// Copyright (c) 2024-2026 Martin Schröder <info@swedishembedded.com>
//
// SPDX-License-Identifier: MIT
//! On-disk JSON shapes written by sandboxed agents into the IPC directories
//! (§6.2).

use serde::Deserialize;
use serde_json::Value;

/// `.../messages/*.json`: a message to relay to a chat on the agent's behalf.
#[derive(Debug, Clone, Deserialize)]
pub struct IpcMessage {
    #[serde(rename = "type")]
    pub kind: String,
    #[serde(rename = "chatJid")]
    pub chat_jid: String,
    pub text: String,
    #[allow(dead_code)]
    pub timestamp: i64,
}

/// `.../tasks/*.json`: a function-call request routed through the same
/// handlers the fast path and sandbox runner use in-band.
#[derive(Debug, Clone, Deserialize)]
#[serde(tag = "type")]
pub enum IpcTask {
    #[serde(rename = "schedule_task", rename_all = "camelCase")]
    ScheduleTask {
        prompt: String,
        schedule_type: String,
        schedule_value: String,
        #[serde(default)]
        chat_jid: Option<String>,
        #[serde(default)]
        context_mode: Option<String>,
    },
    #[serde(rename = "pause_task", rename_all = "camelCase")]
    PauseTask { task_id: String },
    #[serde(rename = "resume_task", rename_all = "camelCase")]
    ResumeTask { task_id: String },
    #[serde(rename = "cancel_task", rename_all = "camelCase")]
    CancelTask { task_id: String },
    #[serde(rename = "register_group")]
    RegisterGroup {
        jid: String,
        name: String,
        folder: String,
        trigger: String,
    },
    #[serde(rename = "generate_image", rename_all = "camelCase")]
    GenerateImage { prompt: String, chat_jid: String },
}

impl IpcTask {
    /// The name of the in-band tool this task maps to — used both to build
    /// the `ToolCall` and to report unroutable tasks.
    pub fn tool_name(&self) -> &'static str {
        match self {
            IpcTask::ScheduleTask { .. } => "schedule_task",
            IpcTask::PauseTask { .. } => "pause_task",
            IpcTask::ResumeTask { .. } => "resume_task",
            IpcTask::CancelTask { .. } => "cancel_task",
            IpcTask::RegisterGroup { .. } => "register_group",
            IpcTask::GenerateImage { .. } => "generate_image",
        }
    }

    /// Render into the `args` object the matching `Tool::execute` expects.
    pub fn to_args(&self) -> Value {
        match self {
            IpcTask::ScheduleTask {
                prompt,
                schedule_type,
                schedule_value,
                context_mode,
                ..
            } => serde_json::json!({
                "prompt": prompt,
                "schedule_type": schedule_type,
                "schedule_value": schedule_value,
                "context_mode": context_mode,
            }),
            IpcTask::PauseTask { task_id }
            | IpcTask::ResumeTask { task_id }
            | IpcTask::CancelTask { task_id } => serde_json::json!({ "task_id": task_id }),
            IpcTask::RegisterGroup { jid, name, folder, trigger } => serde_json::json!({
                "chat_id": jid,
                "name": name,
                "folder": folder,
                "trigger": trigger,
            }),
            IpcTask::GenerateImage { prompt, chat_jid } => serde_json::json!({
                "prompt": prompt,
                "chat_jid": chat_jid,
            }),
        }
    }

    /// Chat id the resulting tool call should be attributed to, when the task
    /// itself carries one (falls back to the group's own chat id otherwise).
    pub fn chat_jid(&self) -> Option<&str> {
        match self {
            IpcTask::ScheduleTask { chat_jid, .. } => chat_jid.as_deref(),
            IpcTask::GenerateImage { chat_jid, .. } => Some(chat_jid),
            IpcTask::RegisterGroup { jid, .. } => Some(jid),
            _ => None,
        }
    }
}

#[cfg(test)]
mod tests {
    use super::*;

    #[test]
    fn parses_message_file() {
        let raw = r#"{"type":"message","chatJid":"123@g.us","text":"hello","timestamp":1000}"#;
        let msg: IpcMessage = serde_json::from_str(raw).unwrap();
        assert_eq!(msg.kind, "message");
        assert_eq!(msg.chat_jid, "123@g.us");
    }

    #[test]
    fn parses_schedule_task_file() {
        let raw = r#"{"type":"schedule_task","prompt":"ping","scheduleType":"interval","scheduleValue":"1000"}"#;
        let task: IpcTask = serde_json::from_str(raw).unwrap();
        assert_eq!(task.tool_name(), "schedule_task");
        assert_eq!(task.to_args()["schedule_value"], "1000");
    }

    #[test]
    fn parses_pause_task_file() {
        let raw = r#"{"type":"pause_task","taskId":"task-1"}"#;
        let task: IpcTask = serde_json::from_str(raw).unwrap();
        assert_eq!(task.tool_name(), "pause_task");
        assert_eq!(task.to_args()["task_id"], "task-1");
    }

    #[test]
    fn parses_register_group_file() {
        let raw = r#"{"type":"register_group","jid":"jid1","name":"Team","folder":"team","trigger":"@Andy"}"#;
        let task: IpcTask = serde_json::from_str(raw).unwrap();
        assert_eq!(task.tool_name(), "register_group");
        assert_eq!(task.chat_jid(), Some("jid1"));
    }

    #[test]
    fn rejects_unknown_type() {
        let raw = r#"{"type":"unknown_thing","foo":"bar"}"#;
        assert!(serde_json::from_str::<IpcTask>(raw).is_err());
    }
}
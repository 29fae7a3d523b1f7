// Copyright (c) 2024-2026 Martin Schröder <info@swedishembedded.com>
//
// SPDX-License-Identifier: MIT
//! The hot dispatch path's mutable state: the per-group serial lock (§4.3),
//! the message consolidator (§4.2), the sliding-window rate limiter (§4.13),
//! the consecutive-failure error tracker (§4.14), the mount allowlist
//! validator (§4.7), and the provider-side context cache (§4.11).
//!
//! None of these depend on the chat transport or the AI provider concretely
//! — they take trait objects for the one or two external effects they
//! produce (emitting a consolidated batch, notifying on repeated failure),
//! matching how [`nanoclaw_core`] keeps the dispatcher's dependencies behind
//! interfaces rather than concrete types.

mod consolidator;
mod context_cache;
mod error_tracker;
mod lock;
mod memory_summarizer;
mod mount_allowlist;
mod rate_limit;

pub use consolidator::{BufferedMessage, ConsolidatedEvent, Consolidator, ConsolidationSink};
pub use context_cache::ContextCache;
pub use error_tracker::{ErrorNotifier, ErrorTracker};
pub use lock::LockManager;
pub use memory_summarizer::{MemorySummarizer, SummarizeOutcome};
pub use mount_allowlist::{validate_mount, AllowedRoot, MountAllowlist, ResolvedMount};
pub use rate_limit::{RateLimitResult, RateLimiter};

▬▬▬

— TASK DESCRIPTION —
Each line from the top of the data, up to and including the line that contains "the agent's behalf.", should be set down exactly.

— RESULT —
// Copyright (c) 2024-2026 Martin Schröder <info@swedishembedded.com>
//
// SPDX-License-Identifier: MIT
//! On-disk JSON shapes written by sandboxed agents into the IPC directories
//! (§6.2).

use serde::Deserialize;
use serde_json::Value;

/// `.../messages/*.json`: a message to relay to a chat on the agent's behalf.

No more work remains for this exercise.